SUBJECT: Ph.D. Dissertation Defense
BY: Hassan Masoud
TIME: Thursday, July 26, 2012, 9:00 a.m.
PLACE: MRDC Building, 4211
TITLE: Polymer Networks: Modeling and Applications
COMMITTEE: Dr. Alexander Alexeev, Chair (ME)
Dr. Richard F. Salant (ME)
Dr. Paul M. Goldbart (PHYS)
Dr. David L. Hu (ME)
Dr. Alberto Fernandez-Nieves (PHYS)


We develop a mesoscale computational model for permanently cross-linked polymer networks and use it to study several practical problems involving these soft materials. Specifically, we analyze the permeability and diffusivity of polymer networks under mechanical deformations, we examine the release of encapsulated solutes from microgel capsules during volume transitions, and we explore the complex tribological behavior of elastomers. We show that our model can successfully simulate the convective and diffusive transport of fluid and solutes through polymer networks. Additionally, we demonstrate that our model is able to capture key features of polymer networks micromechanics. The results of our simulations reveal that the transport properties of mechanically loaded networks are defined by the network porosity and orientation of network filaments. We characterize the latter by a second order orientation tensor, and show that the permeability along the principal directions of a deformed network is directly related to the magnitudes of the corresponding tensor components. Moreover, our calculations indicate that responsive microcapsules can be effectively utilized for steady and pulsatile release of encapsulated solutes. We illustrate that swollen gel capsules allow steady, diffusive release of nanoparticles and polymer chains, whereas gel deswelling causes burst-like discharge of solutes driven by an outward flow of the solvent enclosed within a shrinking capsule. We demonstrate that this hydrodynamic release can be regulated by introducing rigid microscopic rods in the capsule interior. We also probe the effects of sliding velocity, temperature, and normal load on the friction of elastomers.

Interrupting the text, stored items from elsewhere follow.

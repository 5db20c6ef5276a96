//! Policy Configurator
//!
//! For a given pod, the configurator translates a set of policies into ingress and egress lists of
//! rules and applies them through the renderer registered for the pod's network stack:
//!
//! ```text
//! [ Txn ] -> [ Policy ] -> generate -> [ Rules ] -> [ Registry ] -> [ RendererTxn ]
//! ```
//!
//! Rule lists are as short as possible and the same set of policies always results in the same list
//! of rules, so renderers may share rendered rules between pods.
//!
//! Renderers are selected per pod by label. A transaction opens one renderer transaction per
//! renderer it touches; renderer transactions are committed concurrently and independently, so a
//! failing renderer does not prevent the others from applying their configuration.

#![deny(warnings, rust_2018_idioms)]
#![forbid(unsafe_code)]

mod cidr;
mod configurator;
mod error;
pub mod generator;
pub mod memory;
mod metrics;
mod registry;
mod txn;


pub use self::{
    configurator::{Config, PolicyConfigurator},
    error::{
        Applied, BackendError, BackendErrors, BackendFailure, CommitSummary, InvalidInput,
        RegistryError, TxnError, ValidationError,
    },
    generator::{generate, GeneratedRules},
    metrics::ConfiguratorMetrics,
    registry::{Registry, SharedRenderer},
    txn::Txn,
};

Our friction simulations predict a bell-shaped curve for the dependence of the friction coefficient on the sliding of elastomers on smooth and rough substrates. We find that, depending on the surface interactions, the maximum friction velocity is determined by the temperature and ratio between the thermal energy of the system and adhesion energy of the counter surface. Furthermore, our calculations illustrate that at low sliding velocities, friction decrease with an increase in the temperature.